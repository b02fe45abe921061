//! Colored terminal output for commands.
//!
//! Status lines and badges go to stdout, diagnostics to stderr. `NO_COLOR`
//! overrides `--color`.

use std::io::Write;

use clap::ValueEnum;
use termcolor::{Color, ColorChoice, ColorSpec, StandardStream, WriteColor};

/// Width of the right-aligned verb column in status lines.
const STATUS_WIDTH: usize = 12;

/// Value of the `--color` flag.
#[derive(Debug, Clone, Copy, Default, PartialEq, Eq, ValueEnum)]
pub enum ColorWhen {
    #[default]
    Auto,
    Always,
    Never,
}

impl ColorWhen {
    /// Map to a `termcolor` choice, honouring `NO_COLOR`.
    pub fn choice(self) -> ColorChoice {
        if std::env::var_os("NO_COLOR").is_some() {
            return ColorChoice::Never;
        }
        match self {
            ColorWhen::Auto => ColorChoice::Auto,
            ColorWhen::Always => ColorChoice::Always,
            ColorWhen::Never => ColorChoice::Never,
        }
    }
}

pub struct StyledOutput {
    stdout: StandardStream,
    stderr: StandardStream,
}

impl StyledOutput {
    pub fn new(choice: ColorChoice) -> Self {
        Self {
            stdout: StandardStream::stdout(choice),
            stderr: StandardStream::stderr(choice),
        }
    }

    /// Cargo-style status line: `   Verb message`.
    pub fn status(&mut self, verb: &str, message: &str) {
        let verb = format!("{:>width$}", verb, width = STATUS_WIDTH);
        paint(&mut self.stdout, fg(Color::Green).set_bold(true), &verb);
        let _ = writeln!(self.stdout, " {}", message);
    }

    pub fn warning(&mut self, message: &str) {
        paint(&mut self.stderr, fg(Color::Yellow).set_bold(true), "warning:");
        let _ = writeln!(self.stderr, " {}", message);
    }

    pub fn error(&mut self, message: &str) {
        paint(&mut self.stderr, fg(Color::Red).set_bold(true), "error:");
        let _ = writeln!(self.stderr, " {}", message);
    }

    /// Dimmed text indented under the status column.
    pub fn detail(&mut self, text: &str) {
        let line = format!("{:width$} {}\n", "", text, width = STATUS_WIDTH);
        paint(&mut self.stdout, fg(Color::White).set_dimmed(true), &line);
    }

    pub fn line(&mut self, text: &str) {
        let _ = writeln!(self.stdout, "{}", text);
    }

    pub fn pass(&mut self, text: &str) {
        self.badge(" PASS ", Color::Green, text);
    }

    pub fn fail(&mut self, text: &str) {
        self.badge(" FAIL ", Color::Red, text);
    }

    fn badge(&mut self, label: &str, bg: Color, text: &str) {
        let mut spec = fg(Color::White);
        spec.set_bg(Some(bg)).set_bold(true);
        paint(&mut self.stdout, &spec, label);
        let _ = writeln!(self.stdout, " {}", text);
    }

    pub fn flush(&mut self) {
        let _ = self.stdout.flush();
        let _ = self.stderr.flush();
    }
}

fn fg(color: Color) -> ColorSpec {
    let mut spec = ColorSpec::new();
    spec.set_fg(Some(color));
    spec
}

// Terminal write failures are ignored; there is nowhere left to report them.
fn paint(stream: &mut StandardStream, spec: &ColorSpec, text: &str) {
    let _ = stream.set_color(spec);
    let _ = write!(stream, "{}", text);
    let _ = stream.reset();
}
//! Embedded Lua host.
//!
//! Owns the interpreter state for one program run. Module caching lives in
//! the interpreter (`package.loaded`); the host only compiles and calls
//! chunks.

use std::path::Path;

use mlua::{Function, Lua, Table, Variadic};
use tracing::debug;

use crate::error::RuntimeError;
use crate::platform;

/// Interpreter settings.
#[derive(Debug, Clone, Default)]
pub struct HostConfig {
    /// Whether modules are being served from a container.
    pub bundled: bool,
}

/// A Lua state with the safe standard library and `platform` loaded.
pub struct Host {
    lua: Lua,
}

impl Host {
    /// Create a new host.
    pub fn new(config: &HostConfig) -> Result<Self, RuntimeError> {
        let lua = Lua::new();
        platform::open(&lua, config.bundled).map_err(RuntimeError::host)?;
        Ok(Self { lua })
    }

    /// The underlying interpreter.
    pub fn lua(&self) -> &Lua {
        &self.lua
    }

    /// Prepend `<dir>/?.lua` to `package.path`.
    pub fn add_search_dir(&self, dir: &Path) -> Result<(), RuntimeError> {
        let package: Table = self.lua.globals().get("package").map_err(RuntimeError::host)?;
        let current: String = package.get("path").map_err(RuntimeError::host)?;

        let template = dir.join("?.lua");
        let path = format!("{};{}", template.to_string_lossy(), current);
        debug!(path = %path, "package.path");
        package.set("path", path).map_err(RuntimeError::host)
    }

    /// Compile a chunk without running it.
    pub fn compile(&self, name: &str, source: &[u8]) -> Result<Function, RuntimeError> {
        self.lua
            .load(source)
            .set_name(chunk_name(name))
            .into_function()
            .map_err(|e| RuntimeError::Load {
                name: name.to_string(),
                message: e.to_string(),
            })
    }

    /// Check that `source` compiles.
    pub fn check_syntax(&self, name: &str, source: &[u8]) -> Result<(), RuntimeError> {
        self.compile(name, source).map(|_| ())
    }

    /// Compile and run a chunk, passing `args` as its varargs.
    pub fn exec(&self, name: &str, source: &[u8], args: &[String]) -> Result<(), RuntimeError> {
        let chunk = self.compile(name, source)?;
        debug!(name, args = args.len(), "running chunk");
        chunk
            .call::<()>(Variadic::from_iter(args.iter().cloned()))
            .map_err(|e| RuntimeError::Script(e.to_string()))
    }
}

/// Chunk name used in tracebacks: `main` reports as `main.lua`.
pub(crate) fn chunk_name(module: &str) -> String {
    format!("@{}.{}", module, brut_bundle::SOURCE_EXTENSION)
}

* Action item
Repeat the material word for word, in full.

* Finished exercise
repository b02fe45abe921061
//! Colored terminal output for commands.
//!
//! Status lines and badges go to stdout, diagnostics to stderr. `NO_COLOR`
//! overrides `--color`.

use std::io::Write;

use clap::ValueEnum;
use termcolor::{Color, ColorChoice, ColorSpec, StandardStream, WriteColor};

/// Width of the right-aligned verb column in status lines.
const STATUS_WIDTH: usize = 12;

/// Value of the `--color` flag.
#[derive(Debug, Clone, Copy, Default, PartialEq, Eq, ValueEnum)]
pub enum ColorWhen {
    #[default]
    Auto,
    Always,
    Never,
}

impl ColorWhen {
    /// Map to a `termcolor` choice, honouring `NO_COLOR`.
    pub fn choice(self) -> ColorChoice {
        if std::env::var_os("NO_COLOR").is_some() {
            return ColorChoice::Never;
        }
        match self {
            ColorWhen::Auto => ColorChoice::Auto,
            ColorWhen::Always => ColorChoice::Always,
            ColorWhen::Never => ColorChoice::Never,
        }
    }
}

pub struct StyledOutput {
    stdout: StandardStream,
    stderr: StandardStream,
}

impl StyledOutput {
    pub fn new(choice: ColorChoice) -> Self {
        Self {
            stdout: StandardStream::stdout(choice),
            stderr: StandardStream::stderr(choice),
        }
    }

    /// Cargo-style status line: `   Verb message`.
    pub fn status(&mut self, verb: &str, message: &str) {
        let verb = format!("{:>width$}", verb, width = STATUS_WIDTH);
        paint(&mut self.stdout, fg(Color::Green).set_bold(true), &verb);
        let _ = writeln!(self.stdout, " {}", message);
    }

    pub fn warning(&mut self, message: &str) {
        paint(&mut self.stderr, fg(Color::Yellow).set_bold(true), "warning:");
        let _ = writeln!(self.stderr, " {}", message);
    }

    pub fn error(&mut self, message: &str) {
        paint(&mut self.stderr, fg(Color::Red).set_bold(true), "error:");
        let _ = writeln!(self.stderr, " {}", message);
    }

    /// Dimmed text indented under the status column.
    pub fn detail(&mut self, text: &str) {
        let line = format!("{:width$} {}\n", "", text, width = STATUS_WIDTH);
        paint(&mut self.stdout, fg(Color::White).set_dimmed(true), &line);
    }

    pub fn line(&mut self, text: &str) {
        let _ = writeln!(self.stdout, "{}", text);
    }

    pub fn pass(&mut self, text: &str) {
        self.badge(" PASS ", Color::Green, text);
    }

    pub fn fail(&mut self, text: &str) {
        self.badge(" FAIL ", Color::Red, text);
    }

    fn badge(&mut self, label: &str, bg: Color, text: &str) {
        let mut spec = fg(Color::White);
        spec.set_bg(Some(bg)).set_bold(true);
        paint(&mut self.stdout, &spec, label);
        let _ = writeln!(self.stdout, " {}", text);
    }

    pub fn flush(&mut self) {
        let _ = self.stdout.flush();
        let _ = self.stderr.flush();
    }
}

fn fg(color: Color) -> ColorSpec {
    let mut spec = ColorSpec::new();
    spec.set_fg(Some(color));
    spec
}

// Terminal write failures are ignored; there is nowhere left to report them.
fn paint(stream: &mut StandardStream, spec: &ColorSpec, text: &str) {
    let _ = stream.set_color(spec);
    let _ = write!(stream, "{}", text);
    let _ = stream.reset();
}
//! Embedded Lua host.
//!
//! Owns the interpreter state for one program run. Module caching lives in
//! the interpreter (`package.loaded`); the host only compiles and calls
//! chunks.

use std::path::Path;

use mlua::{Function, Lua, Table, Variadic};
use tracing::debug;

use crate::error::RuntimeError;
use crate::platform;

/// Interpreter settings.
#[derive(Debug, Clone, Default)]
pub struct HostConfig {
    /// Whether modules are being served from a container.
    pub bundled: bool,
}

/// A Lua state with the safe standard library and `platform` loaded.
pub struct Host {
    lua: Lua,
}

impl Host {
    /// Create a new host.
    pub fn new(config: &HostConfig) -> Result<Self, RuntimeError> {
        let lua = Lua::new();
        platform::open(&lua, config.bundled).map_err(RuntimeError::host)?;
        Ok(Self { lua })
    }

    /// The underlying interpreter.
    pub fn lua(&self) -> &Lua {
        &self.lua
    }

    /// Prepend `<dir>/?.lua` to `package.path`.
    pub fn add_search_dir(&self, dir: &Path) -> Result<(), RuntimeError> {
        let package: Table = self.lua.globals().get("package").map_err(RuntimeError::host)?;
        let current: String = package.get("path").map_err(RuntimeError::host)?;

        let template = dir.join("?.lua");
        let path = format!("{};{}", template.to_string_lossy(), current);
        debug!(path = %path, "package.path");
        package.set("path", path).map_err(RuntimeError::host)
    }

    /// Compile a chunk without running it.
    pub fn compile(&self, name: &str, source: &[u8]) -> Result<Function, RuntimeError> {
        self.lua
            .load(source)
            .set_name(chunk_name(name))
            .into_function()
            .map_err(|e| RuntimeError::Load {
                name: name.to_string(),
                message: e.to_string(),
            })
    }

    /// Check that `source` compiles.
    pub fn check_syntax(&self, name: &str, source: &[u8]) -> Result<(), RuntimeError> {
        self.compile(name, source).map(|_| ())
    }

    /// Compile and run a chunk, passing `args` as its varargs.
    pub fn exec(&self, name: &str, source: &[u8], args: &[String]) -> Result<(), RuntimeError> {
        let chunk = self.compile(name, source)?;
        debug!(name, args = args.len(), "running chunk");
        chunk
            .call::<()>(Variadic::from_iter(args.iter().cloned()))
            .map_err(|e| RuntimeError::Script(e.to_string()))
    }
}

/// Chunk name used in tracebacks: `main` reports as `main.lua`.
pub(crate) fn chunk_name(module: &str) -> String {
    format!("@{}.{}", module, brut_bundle::SOURCE_EXTENSION)
}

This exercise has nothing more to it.